Dataset extract
◆ ◆ ◆ ◆ ◆
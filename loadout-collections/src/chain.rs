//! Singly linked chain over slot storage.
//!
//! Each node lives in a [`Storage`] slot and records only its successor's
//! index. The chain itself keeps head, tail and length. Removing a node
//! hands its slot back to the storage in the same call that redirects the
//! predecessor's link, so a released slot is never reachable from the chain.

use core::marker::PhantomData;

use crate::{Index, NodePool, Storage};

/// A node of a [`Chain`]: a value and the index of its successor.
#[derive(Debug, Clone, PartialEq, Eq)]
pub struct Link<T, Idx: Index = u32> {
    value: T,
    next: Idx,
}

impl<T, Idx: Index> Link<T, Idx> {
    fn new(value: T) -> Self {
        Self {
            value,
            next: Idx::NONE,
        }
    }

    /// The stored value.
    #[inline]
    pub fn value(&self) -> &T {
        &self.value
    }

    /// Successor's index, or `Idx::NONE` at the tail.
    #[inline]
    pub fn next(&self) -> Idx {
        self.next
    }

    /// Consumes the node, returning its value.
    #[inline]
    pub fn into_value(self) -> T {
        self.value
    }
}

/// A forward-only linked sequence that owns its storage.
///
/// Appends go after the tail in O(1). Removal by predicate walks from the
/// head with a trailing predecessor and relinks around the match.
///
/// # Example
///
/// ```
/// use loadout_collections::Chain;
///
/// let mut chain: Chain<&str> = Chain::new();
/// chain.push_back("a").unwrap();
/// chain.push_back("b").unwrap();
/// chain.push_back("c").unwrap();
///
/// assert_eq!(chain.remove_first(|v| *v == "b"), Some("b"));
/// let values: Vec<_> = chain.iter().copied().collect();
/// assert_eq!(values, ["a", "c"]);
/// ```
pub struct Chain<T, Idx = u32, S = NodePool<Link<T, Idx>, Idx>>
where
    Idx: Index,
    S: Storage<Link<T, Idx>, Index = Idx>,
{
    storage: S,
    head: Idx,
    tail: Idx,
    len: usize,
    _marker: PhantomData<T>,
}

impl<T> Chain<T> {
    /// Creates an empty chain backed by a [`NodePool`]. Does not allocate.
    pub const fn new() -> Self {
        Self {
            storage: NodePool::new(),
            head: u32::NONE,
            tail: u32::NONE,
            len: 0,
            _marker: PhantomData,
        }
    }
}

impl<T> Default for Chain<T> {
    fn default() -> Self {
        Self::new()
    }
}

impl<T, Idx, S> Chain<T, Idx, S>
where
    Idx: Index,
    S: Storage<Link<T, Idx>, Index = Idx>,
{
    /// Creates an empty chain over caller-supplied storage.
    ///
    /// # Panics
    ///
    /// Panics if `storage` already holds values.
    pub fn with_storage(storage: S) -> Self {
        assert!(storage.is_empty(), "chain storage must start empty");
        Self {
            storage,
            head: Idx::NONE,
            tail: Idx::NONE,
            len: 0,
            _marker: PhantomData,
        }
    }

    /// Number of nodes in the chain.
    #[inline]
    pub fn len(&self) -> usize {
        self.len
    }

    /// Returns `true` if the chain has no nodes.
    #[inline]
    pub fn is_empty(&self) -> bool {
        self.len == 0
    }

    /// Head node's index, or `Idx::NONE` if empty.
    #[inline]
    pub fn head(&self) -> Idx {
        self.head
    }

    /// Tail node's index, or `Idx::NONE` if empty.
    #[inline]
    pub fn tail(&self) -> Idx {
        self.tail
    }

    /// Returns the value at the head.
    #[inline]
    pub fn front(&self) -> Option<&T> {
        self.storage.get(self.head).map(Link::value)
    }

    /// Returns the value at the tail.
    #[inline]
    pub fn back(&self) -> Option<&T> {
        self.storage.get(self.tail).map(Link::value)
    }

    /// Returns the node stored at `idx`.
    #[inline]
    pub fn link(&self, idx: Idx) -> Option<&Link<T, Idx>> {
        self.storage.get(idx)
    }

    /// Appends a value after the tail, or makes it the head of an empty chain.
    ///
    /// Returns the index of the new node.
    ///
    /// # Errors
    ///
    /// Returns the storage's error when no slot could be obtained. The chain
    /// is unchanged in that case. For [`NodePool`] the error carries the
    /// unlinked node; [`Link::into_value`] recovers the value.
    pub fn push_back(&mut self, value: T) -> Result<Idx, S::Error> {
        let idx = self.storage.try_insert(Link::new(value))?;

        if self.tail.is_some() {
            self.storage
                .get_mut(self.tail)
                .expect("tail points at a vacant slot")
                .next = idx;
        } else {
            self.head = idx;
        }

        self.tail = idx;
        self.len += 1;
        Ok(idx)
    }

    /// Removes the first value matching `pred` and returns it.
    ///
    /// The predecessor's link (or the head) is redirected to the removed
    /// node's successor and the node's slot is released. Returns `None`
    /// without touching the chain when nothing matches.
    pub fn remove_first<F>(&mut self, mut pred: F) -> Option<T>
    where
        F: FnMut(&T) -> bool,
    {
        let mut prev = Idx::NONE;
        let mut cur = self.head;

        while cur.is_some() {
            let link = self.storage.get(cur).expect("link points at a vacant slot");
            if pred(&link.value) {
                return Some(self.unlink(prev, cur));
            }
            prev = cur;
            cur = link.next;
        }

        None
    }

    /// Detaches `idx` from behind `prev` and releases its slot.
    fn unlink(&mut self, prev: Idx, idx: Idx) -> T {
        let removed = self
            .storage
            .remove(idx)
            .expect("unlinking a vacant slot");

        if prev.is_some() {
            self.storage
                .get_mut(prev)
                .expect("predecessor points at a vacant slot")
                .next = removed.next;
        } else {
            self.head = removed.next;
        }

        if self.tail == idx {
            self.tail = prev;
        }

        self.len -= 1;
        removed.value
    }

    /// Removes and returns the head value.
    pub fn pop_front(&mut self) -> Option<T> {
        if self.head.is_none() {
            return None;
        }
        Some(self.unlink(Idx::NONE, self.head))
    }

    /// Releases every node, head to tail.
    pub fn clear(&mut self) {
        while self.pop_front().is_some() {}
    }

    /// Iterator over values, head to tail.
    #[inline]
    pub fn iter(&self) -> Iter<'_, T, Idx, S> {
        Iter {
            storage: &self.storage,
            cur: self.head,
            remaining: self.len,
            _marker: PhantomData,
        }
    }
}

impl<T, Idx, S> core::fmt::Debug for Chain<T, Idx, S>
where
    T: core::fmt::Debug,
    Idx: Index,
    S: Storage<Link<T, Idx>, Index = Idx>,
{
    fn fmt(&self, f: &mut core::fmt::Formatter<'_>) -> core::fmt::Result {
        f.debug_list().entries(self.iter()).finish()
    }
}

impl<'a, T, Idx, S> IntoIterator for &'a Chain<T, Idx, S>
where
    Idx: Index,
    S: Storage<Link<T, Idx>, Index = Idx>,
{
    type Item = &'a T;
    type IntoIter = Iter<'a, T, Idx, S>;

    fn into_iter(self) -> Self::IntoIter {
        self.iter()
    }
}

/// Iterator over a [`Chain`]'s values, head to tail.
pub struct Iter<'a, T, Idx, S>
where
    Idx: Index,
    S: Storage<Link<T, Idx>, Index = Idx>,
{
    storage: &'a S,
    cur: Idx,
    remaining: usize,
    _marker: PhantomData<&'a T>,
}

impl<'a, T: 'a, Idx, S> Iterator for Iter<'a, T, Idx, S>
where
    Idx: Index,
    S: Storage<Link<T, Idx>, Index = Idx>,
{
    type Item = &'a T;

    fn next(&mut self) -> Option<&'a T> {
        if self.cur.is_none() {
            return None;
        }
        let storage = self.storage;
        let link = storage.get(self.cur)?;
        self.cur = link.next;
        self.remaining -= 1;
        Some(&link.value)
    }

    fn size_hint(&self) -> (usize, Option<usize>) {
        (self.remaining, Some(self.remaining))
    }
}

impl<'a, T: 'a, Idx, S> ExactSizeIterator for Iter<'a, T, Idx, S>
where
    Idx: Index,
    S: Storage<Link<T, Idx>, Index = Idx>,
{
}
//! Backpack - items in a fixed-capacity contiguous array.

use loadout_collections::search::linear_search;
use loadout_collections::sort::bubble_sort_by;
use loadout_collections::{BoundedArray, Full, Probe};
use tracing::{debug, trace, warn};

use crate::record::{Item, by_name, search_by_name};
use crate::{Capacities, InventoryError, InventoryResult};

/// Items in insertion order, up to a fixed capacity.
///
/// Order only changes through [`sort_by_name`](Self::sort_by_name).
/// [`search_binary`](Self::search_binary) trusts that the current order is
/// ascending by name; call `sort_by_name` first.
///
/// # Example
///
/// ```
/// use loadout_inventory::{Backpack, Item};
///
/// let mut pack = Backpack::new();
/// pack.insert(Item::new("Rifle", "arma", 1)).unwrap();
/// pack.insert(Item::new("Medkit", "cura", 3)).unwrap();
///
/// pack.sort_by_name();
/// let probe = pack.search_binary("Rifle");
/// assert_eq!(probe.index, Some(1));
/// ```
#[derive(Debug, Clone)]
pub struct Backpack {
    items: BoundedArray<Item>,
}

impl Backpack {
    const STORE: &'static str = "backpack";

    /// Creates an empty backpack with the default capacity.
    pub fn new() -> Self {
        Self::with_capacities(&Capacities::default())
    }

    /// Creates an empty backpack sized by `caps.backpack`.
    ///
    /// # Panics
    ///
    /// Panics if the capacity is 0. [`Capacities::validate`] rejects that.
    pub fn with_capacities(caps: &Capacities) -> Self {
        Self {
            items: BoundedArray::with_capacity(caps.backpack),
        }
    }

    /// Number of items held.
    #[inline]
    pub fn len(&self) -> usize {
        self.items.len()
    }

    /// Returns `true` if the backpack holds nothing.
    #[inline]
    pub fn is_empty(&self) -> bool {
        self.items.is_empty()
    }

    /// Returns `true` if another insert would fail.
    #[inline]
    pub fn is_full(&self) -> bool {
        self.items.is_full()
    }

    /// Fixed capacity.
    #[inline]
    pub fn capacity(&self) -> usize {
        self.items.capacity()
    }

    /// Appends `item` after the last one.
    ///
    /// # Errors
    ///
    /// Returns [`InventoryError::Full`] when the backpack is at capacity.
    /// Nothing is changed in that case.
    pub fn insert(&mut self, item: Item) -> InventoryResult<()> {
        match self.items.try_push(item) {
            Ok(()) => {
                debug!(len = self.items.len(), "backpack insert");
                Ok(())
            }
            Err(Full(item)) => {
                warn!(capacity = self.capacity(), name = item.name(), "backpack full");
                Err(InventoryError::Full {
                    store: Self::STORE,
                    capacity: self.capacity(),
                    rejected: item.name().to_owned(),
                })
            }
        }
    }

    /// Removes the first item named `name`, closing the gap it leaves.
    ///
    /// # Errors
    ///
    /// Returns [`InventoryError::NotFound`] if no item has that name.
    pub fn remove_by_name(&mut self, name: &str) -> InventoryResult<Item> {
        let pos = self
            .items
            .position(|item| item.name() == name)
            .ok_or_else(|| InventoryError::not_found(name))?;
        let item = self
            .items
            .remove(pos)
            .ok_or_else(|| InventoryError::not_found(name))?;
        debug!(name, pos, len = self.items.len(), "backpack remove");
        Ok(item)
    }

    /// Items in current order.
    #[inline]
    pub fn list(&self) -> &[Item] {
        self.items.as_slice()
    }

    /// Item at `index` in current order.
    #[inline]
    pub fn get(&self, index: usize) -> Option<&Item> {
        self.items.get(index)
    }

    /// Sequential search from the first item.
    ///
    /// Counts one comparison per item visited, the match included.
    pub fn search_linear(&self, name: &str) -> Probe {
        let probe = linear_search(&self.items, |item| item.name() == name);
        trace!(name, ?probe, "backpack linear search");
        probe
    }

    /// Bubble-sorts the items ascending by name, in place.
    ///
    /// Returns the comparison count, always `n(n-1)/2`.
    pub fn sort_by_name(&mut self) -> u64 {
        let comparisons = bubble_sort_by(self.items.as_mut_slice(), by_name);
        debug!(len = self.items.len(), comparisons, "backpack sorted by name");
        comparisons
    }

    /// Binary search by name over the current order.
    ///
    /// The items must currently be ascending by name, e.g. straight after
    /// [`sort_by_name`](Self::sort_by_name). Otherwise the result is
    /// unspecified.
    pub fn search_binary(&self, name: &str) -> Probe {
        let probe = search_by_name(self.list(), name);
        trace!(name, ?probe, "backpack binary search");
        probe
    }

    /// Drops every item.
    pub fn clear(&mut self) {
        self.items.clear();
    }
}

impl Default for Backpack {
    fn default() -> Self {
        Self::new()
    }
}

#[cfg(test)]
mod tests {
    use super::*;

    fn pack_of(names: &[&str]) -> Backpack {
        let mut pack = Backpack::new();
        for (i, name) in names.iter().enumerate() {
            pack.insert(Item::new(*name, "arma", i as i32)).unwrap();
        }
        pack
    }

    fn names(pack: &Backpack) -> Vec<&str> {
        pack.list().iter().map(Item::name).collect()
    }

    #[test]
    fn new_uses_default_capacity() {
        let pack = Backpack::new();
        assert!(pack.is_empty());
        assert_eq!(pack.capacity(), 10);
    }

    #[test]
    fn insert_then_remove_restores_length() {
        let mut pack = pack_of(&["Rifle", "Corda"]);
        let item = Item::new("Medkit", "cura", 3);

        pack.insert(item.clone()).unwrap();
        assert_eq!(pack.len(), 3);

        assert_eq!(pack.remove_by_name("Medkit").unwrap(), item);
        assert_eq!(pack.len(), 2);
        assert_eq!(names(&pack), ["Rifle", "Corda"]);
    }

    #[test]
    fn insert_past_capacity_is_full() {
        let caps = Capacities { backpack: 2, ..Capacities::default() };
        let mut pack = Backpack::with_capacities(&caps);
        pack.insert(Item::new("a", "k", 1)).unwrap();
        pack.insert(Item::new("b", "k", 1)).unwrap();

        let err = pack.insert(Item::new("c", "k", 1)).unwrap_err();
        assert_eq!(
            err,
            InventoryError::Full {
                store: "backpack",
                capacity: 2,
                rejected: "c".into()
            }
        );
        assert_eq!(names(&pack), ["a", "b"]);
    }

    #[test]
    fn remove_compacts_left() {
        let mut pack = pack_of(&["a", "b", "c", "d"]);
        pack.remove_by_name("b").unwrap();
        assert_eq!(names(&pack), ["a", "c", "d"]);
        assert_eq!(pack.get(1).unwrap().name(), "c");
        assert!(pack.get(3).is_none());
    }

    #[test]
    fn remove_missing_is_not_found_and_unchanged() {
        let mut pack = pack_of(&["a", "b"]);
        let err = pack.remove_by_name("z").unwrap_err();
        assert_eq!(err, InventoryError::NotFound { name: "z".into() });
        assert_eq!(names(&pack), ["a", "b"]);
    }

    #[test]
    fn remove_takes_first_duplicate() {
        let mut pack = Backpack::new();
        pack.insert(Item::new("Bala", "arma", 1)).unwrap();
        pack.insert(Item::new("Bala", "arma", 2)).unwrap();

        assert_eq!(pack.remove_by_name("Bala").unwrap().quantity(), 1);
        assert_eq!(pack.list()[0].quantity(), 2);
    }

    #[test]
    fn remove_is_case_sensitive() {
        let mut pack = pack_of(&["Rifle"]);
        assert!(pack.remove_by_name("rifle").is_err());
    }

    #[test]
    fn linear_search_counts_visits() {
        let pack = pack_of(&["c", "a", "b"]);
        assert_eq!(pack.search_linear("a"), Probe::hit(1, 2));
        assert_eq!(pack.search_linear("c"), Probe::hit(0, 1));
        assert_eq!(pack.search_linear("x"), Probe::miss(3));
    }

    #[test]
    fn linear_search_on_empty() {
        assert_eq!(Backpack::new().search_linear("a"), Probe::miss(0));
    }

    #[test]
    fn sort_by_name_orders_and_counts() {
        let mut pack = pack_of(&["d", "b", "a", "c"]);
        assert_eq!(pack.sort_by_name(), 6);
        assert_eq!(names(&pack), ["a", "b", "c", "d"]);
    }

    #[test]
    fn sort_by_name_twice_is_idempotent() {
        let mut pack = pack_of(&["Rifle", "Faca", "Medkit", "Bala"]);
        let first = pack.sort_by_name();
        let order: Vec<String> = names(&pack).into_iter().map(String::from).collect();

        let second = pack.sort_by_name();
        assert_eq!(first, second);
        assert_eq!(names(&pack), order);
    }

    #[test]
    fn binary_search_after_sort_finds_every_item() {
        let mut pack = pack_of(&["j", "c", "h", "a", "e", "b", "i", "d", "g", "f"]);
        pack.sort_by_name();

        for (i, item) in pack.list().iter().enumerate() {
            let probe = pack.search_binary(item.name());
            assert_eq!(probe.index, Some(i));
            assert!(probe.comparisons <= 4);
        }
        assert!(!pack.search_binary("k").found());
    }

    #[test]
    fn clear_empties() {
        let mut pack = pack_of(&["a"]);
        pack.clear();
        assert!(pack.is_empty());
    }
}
◆ ◆ ◆ ◆ ◆
List all lines in the material containing the string "when".

Answer to this exercise
    /// Returns the storage's error when no slot could be obtained. The chain
    /// without touching the chain when nothing matches.
    /// Returns [`InventoryError::Full`] when the backpack is at capacity.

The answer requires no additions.